Monday, November 21, 2011

Turkey Day with the Neighbor Man

So, I've finally cemented my Thanksgiving Day plans, minions.  And, wouldn't you know it, but I'm spending the afternoon dining with the Neighbor Man and his family.  Now, some of you fun folks may remember the Neighbor Man from Monday Funday posts of old, but if you don't, or for those of you that are new to this little corner of Hell, you can get the Neighbor Man details here, here, and here.

When the invite came to spend this joyous holiday with the Neighbor Man, I readily agreed.  It has been a few months since I've seen him, because even though I call him the Neighbor Man, he does not live next door but a good forty-minute drive away.  After hanging up with his wife, my mother called.  During the course of our conversation, she asked me what I was doing for T-day, and I filled her in on my invite to the Neighbor Man's house.

She grew very quiet for a second in which I feared that my phone had somehow dropped her call.  Then, she took a deep breath, and asked in a voice on the verge of riotous laughter, "Are you sure that's a good idea?  Don't you remember what he did to the turkey the last time he wanted to cook Thanksgiving dinner?"

And, it all came flooding back, peeps.  The thoughtfully prepared place settings.  The wonderful aromas of holiday food wafting through the house.  The cranberries.  The stuffing.  The potatoes.  The dinner rolls.  The green bean casserole.

And the turkey, that we were all too afraid to eat.

You see, minions.  Back then, Neighbor Man worked for Generous Motors, and in addition to the top dollar pay, excellent benefits package, and cushy hours, the company also gave its employees a free turkey the day before Thanksgiving every year.  Great idea, right?  Of course.  But, in Neighbor Man's hands, it was just another day of hijinks and shenanigans.

Because the turkey came to him completely frozen.  This is where things went from normal to slightly left of center.  Oh, who am I kidding? It was down-right weird, even by Neighbor Man standards.

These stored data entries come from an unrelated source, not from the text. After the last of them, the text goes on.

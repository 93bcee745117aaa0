use super::{CanvasSize, Vec2};

/// Axis-aligned rectangle in canvas pixels (top-left origin).
#[derive(Debug, Copy, Clone, Default, PartialEq)]
pub struct Rect {
    pub origin: Vec2,
    pub size: Vec2,
}

impl Rect {
    #[inline]
    pub const fn new(x: f32, y: f32, w: f32, h: f32) -> Self {
        Self {
            origin: Vec2::new(x, y),
            size: Vec2::new(w, h),
        }
    }

    #[inline]
    pub fn max(self) -> Vec2 {
        self.origin + self.size
    }

    #[inline]
    pub fn is_empty(self) -> bool {
        self.size.x <= 0.0 || self.size.y <= 0.0
    }

    /// True when the whole rectangle lies on a canvas of `canvas` size.
    #[inline]
    pub fn fits_within(self, canvas: CanvasSize) -> bool {
        let max = self.max();
        self.origin.x >= 0.0
            && self.origin.y >= 0.0
            && max.x <= canvas.width as f32
            && max.y <= canvas.height as f32
    }
}

#[cfg(test)]
mod tests {
    use super::*;

    fn r(x: f32, y: f32, w: f32, h: f32) -> Rect { Rect::new(x, y, w, h) }

    // ── fits_within ───────────────────────────────────────────────────────

    #[test]
    fn fits_within_touching_edges() {
        let canvas = CanvasSize::new(100, 50);
        assert!(r(0.0, 0.0, 100.0, 50.0).fits_within(canvas));
    }

    #[test]
    fn fits_within_rejects_overhang() {
        let canvas = CanvasSize::new(100, 50);
        assert!(!r(90.0, 0.0, 20.0, 10.0).fits_within(canvas));
        assert!(!r(-1.0, 0.0, 20.0, 10.0).fits_within(canvas));
        assert!(!r(0.0, 45.0, 20.0, 10.0).fits_within(canvas));
    }

    // ── is_empty ──────────────────────────────────────────────────────────

    #[test]
    fn is_empty_zero_size() {
        assert!(r(0.0, 0.0, 0.0, 5.0).is_empty());
        assert!(r(0.0, 0.0, 5.0, 0.0).is_empty());
        assert!(!r(0.0, 0.0, 1.0, 1.0).is_empty());
    }
}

Neighbor Man came straight to our house after work, walking through the door with a wide grin plastered across his face, and the turkey tucked under one arm like it was a fifteen pound football.  He sat down at the table and placed the turkey in front of him.

"What's the turkey for, Neighbor Man?"  Dad asked.

"Instructions say it has to be thawed a day to a day in a half in advance," he responded, seriously.  "I figure it'll thaw out better if it's with me."  He then proceeded to put the turkey inside his coat and zip it closed. 

No one ever argues with the Neighbor Man's logic.

Shortly there after, Mom, Dad and the Neighbor Man all decided to go out for a little night on the town.  It was the day before a holiday after all, which meant Dad had the next day off.  Why not have some fun?  So, off they went.  Mom.  Dad.  Neighbor Man...and the turkey.

What happened next I only ever heard about, since my brother and I were too young to be included in the barhopping.  Suffice it to say, I heard tell of many crimes against turkey happening that night.  Turkey beatings.  Turkey massages.  Wrapping the turkey up in Neighbor Man's coat, WITH Neighbor Man in it too.  More turkey beatings. 

At long last, someone mentioned to Neighbor Man that perhaps the best way to thaw said turkey was to take it home and put it in a pot of cold water overnight.  Neighbor Man, at his wits end with frozen turkey, took this advice, and yes the bird was thawed in time for cooking.  But, with all the trauma inflicted upon said turkey, no one could bring themselves to eat the bird.  And, we never let Neighbor Man host Thanksgiving dinner again.

Will I go over to Neighbor Man's house for dinner this year?  Of course!  ...er...but I might have a few questions for him as to how the bird was prepared before I dig into the feast.  I've got my fingers crossed that Neighbor Man's wife cooked the meal this year.